By the late 1940s, Walker Evans had had his photographs published in numerous magazines, including TIME, Harper’s Bazaar and Architectural Digest. His important solo exhibition at the Museum of Modern Art, in 1938, and the publication of his remarkable monograph, American Photographs, ensured his reputation as a prominent artistic figure.

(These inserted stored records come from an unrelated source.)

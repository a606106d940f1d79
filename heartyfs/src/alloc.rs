use crate::fs::{BlockNumber, FsError, Result, BITMAP_BLOCK, BLOCK_SIZE, FIRST_FREE_BLOCK};
use crate::io::Region;
use crate::store::BlockStore;

use log::{debug, warn};
use zerocopy::{AsBytes, FromBytes, FromZeroes, Unaligned};

#[derive(Debug, PartialEq)]
pub enum State {
    Free,
    Used,
}

/// The allocation map stored in block 1. Bit `n % 8` of byte `n / 8` tracks
/// block `n`: set means used, clear means free. One block of bitmap tracks up
/// to 4096 blocks.
#[repr(C)]
#[derive(FromZeroes, FromBytes, AsBytes, Unaligned)]
pub struct Bitmap {
    bits: [u8; BLOCK_SIZE],
}

impl Bitmap {
    pub fn get(&self, blocknr: BlockNumber) -> State {
        assert!(blocknr < BLOCK_SIZE * 8);
        match (self.bits[blocknr / 8] >> (blocknr % 8)) & 0b1 {
            0 => State::Free,
            _ => State::Used,
        }
    }

    pub fn set_reserved(&mut self, blocknr: BlockNumber) {
        assert!(blocknr < BLOCK_SIZE * 8);
        self.bits[blocknr / 8] |= 0b1 << (blocknr % 8);
    }

    pub fn set_free(&mut self, blocknr: BlockNumber) {
        assert!(blocknr < BLOCK_SIZE * 8);
        self.bits[blocknr / 8] &= !(0b1 << (blocknr % 8));
    }
}

/// Implements a naive block allocation policy. Each call to the iterator
/// returns the next free block at or after the marker, scanning block numbers
/// in increasing order.
pub struct NextAvailableAllocation<'a> {
    /// Keeps track of the next starting place for looking for available blocks.
    marker: BlockNumber,
    bitmap: &'a Bitmap,
    /// One past the last allocatable block.
    cap: BlockNumber,
}

impl<'a> NextAvailableAllocation<'a> {
    pub fn new(bitmap: &'a Bitmap, cap: BlockNumber) -> Self {
        Self {
            marker: FIRST_FREE_BLOCK,
            bitmap,
            cap,
        }
    }
}

impl<'a> Iterator for NextAvailableAllocation<'a> {
    type Item = BlockNumber;

    fn next(&mut self) -> Option<Self::Item> {
        while self.marker < self.cap {
            let i = self.marker;
            self.marker += 1;
            if let State::Free = self.bitmap.get(i) {
                return Some(i);
            }
        }
        None
    }
}

impl<R: Region> BlockStore<R> {
    pub fn bitmap(&self) -> Result<&Bitmap> {
        self.view(BITMAP_BLOCK)
    }

    fn bitmap_mut(&mut self) -> Result<&mut Bitmap> {
        self.view_mut(BITMAP_BLOCK)
    }

    /// Number of blocks the allocator could still hand out.
    pub fn free_blocks(&self) -> Result<usize> {
        Ok(NextAvailableAllocation::new(self.bitmap()?, self.block_count()).count())
    }

    /// Whether `block` is an allocatable block currently marked used.
    pub fn is_allocated(&self, block: BlockNumber) -> Result<bool> {
        if block < FIRST_FREE_BLOCK || block >= self.block_count() {
            return Ok(false);
        }
        Ok(self.bitmap()?.get(block) == State::Used)
    }

    /// Claims the lowest-numbered free block.
    ///
    /// # Errors
    ///
    /// Returns `OutOfSpace` when every block is in use.
    pub fn allocate(&mut self) -> Result<BlockNumber> {
        let cap = self.block_count();
        let block = NextAvailableAllocation::new(self.bitmap()?, cap)
            .next()
            .ok_or(FsError::OutOfSpace)?;
        self.bitmap_mut()?.set_reserved(block);
        debug!("allocated block {}", block);
        Ok(block)
    }

    /// Zeroes a block and returns it to the free pool.
    ///
    /// # Errors
    ///
    /// Releasing a reserved, out of range or already free block means some
    /// structure referenced a block it does not own.
    pub fn release(&mut self, block: BlockNumber) -> Result<()> {
        if !self.is_allocated(block)? {
            warn!("refusing to release unowned block {}", block);
            return Err(FsError::CorruptImage(format!(
                "block {} is not an allocated block",
                block
            )));
        }
        self.block_at_mut(block)?.iter_mut().for_each(|b| *b = 0);
        self.bitmap_mut()?.set_free(block);
        debug!("released block {}", block);
        Ok(())
    }

    /// Marks the reserved root and bitmap blocks as used.
    pub(crate) fn reserve_fixed_blocks(&mut self) -> Result<()> {
        let bitmap = self.bitmap_mut()?;
        for block in 0..FIRST_FREE_BLOCK {
            bitmap.set_reserved(block);
        }
        Ok(())
    }
}

#[cfg(test)]
mod tests {
    use super::*;
    use crate::io::MemoryRegion;

    fn store(blocks: usize) -> BlockStore<MemoryRegion> {
        let mut store = BlockStore::new(MemoryRegion::new(blocks * BLOCK_SIZE), blocks).unwrap();
        store.reserve_fixed_blocks().unwrap();
        store
    }

    #[test]
    fn can_read_and_write_values_to_bitmap() {
        let mut bmp = Bitmap::new_zeroed();

        bmp.set_reserved(2);

        assert_eq!(bmp.get(0), State::Free);
        assert_eq!(bmp.get(2), State::Used);
        assert_eq!(bmp.bits[0], 0b100);
    }

    #[test]
    fn can_set_values_at_ends_of_bitmap() {
        let mut bmp = Bitmap::new_zeroed();

        bmp.set_reserved(0);
        bmp.set_reserved(4095);

        assert_eq!(bmp.get(0), State::Used);
        assert_eq!(bmp.get(4095), State::Used);
    }

    #[test]
    fn can_toggle_block_between_free_and_used() {
        let mut bmp = Bitmap::new_zeroed();

        bmp.set_reserved(10);
        bmp.set_reserved(11);
        assert_eq!(bmp.get(10), State::Used);

        bmp.set_free(10);
        assert_eq!(bmp.get(10), State::Free);
        // Neighbouring bits are untouched.
        assert_eq!(bmp.get(11), State::Used);
    }

    #[test]
    fn allocation_starts_after_reserved_blocks() {
        let mut store = store(8);
        assert_eq!(store.free_blocks().unwrap(), 6);
        assert_eq!(store.allocate().unwrap(), 2);
        assert_eq!(store.allocate().unwrap(), 3);
        assert_eq!(store.free_blocks().unwrap(), 4);
    }

    #[test]
    fn released_block_is_handed_out_again_zeroed() {
        let mut store = store(8);
        let a = store.allocate().unwrap();
        let b = store.allocate().unwrap();
        store.block_at_mut(a).unwrap()[17] = 0xAB;

        store.release(a).unwrap();
        assert_eq!(store.allocate().unwrap(), a);
        assert!(store.block_at(a).unwrap().iter().all(|&b| b == 0));
        assert_ne!(a, b);
    }

    #[test]
    fn exhausted_bitmap_reports_out_of_space() {
        let mut store = store(4);
        store.allocate().unwrap();
        store.allocate().unwrap();
        match store.allocate() {
            Err(FsError::OutOfSpace) => (),
            other => panic!("unexpected result {:?}", other),
        }
    }

    #[test]
    fn reserved_and_free_blocks_cannot_be_released() {
        let mut store = store(8);
        assert!(store.release(0).is_err());
        assert!(store.release(1).is_err());
        assert!(store.release(5).is_err());
        assert!(store.release(80).is_err());
        assert_eq!(store.free_blocks().unwrap(), 6);
    }
}
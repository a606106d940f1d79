mod diskemu;
mod region;

pub use diskemu::{FileRegion, FileRegionBuilder};
pub use region::{MemoryRegion, Region};
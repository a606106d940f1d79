use clap::{Parser, Subcommand};
use std::path::PathBuf;

#[derive(Parser)]
#[command(name = "heartyfs", about = "Inspect and edit a heartyfs disk image")]
pub struct Cli {
    /// Disk image to operate on
    #[arg(long, short, env = "HEARTYFS_IMAGE", default_value = "/tmp/heartyfs")]
    pub image: PathBuf,

    #[command(subcommand)]
    pub command: Command,
}

#[derive(Subcommand)]
pub enum Command {
    /// Format the image, creating it if needed
    Init {
        /// Number of 512 byte blocks in the image
        #[arg(long, default_value_t = heartyfs::DEFAULT_BLOCKS)]
        blocks: usize,
    },
    /// Create an empty file
    Creat { path: String },
    /// Create a directory
    Mkdir { path: String },
    /// Remove a file
    Rm { path: String },
    /// Remove an empty directory
    Rmdir { path: String },
    /// Copy a host file into the image
    Write { path: String, source: PathBuf },
    /// Print a file's content to stdout
    Read { path: String },
    /// Print the directory tree
    Tree,
    /// Verify the image's structural invariants
    Check,
}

In his essay for American Photographs, Lincoln Kirstein wrote: “After looking at these pictures with all their clear, hideous and beautiful detail, their open insanity and pitiful grandeur, compare this vision of a continent as it is, not as it might be or as it was, with any other coherent vision that we have had since the war.”

 

Walker Evans

Lot 103: Walker Evans, River Rouge Plant, Detroit, Michigan (with Ford signage on freight car), silver print, 1947. Estimate $15,000 to $25,000.

 

Fortune Assisignment

Several years later, in 1945, Evans was hired by Fortune magazine, a business publication launched by Henry Luce; he was the only staff photographer. Evans was already known for his quirky, anti-authoritarian sensibility, and so may have seemed an unlikely hire for the journal, but Luce’s high-minded aesthetic aspirations for the publication may have attracted him.

 

Walker Evans, The Rebirth of Ford, spread in Fortune, May 1947.

 

The May 1947 edition of Fortune contained a lengthy article entitled The Rebirth of Ford. The story addressed the Ford Motor Company’s restructuring under the direction of 28-year-old Henry Ford II. The article featured five images by Evans, along with a rendering of the 1076-acre River Rouge plant and portraits of team members. Given Evans’ distinctive approach to picture-making, an elegant documentary-style that privileged the everyday, his photographs convey a strong visual counterpoint to the magazine’s other content: colorful upscale advertisements, schematic charts and graphics and portraits of executives in power suits.

 

Charles Sheeler

 

Charles Sheeler, Criss-Crossed Conveyors, River Rouge Plant, Ford Motor Company, 1927. Courtesy of the Metropolitan Museum of Art.

 

The painter and photographer Charles Sheeler’s iconic photograph River Rouge Plant, Ford Motor Company, Detroit, 1929, predates Evans’ image by more than 15 years. Sheeler’s study, which was commissioned by an advertising agency, depicts a similar view but focuses on pure form. Evans’ image and editorial approach, while also reflecting standards associated with modernist practice, is not utopian. Rather his vantage point conveys the geometric rigor of criss-crossed conveyors but in a classic industrial setting. Additional foreground details in Evans’ composition, notably the signage with Ford’s logo, provide a human perspective typical of his pictorial style.

 

The Only One

 

 

The negative for this photograph is at the Metropolitan Museum of Art. The photographic print offered in this lot is the only extant version known to our specialists.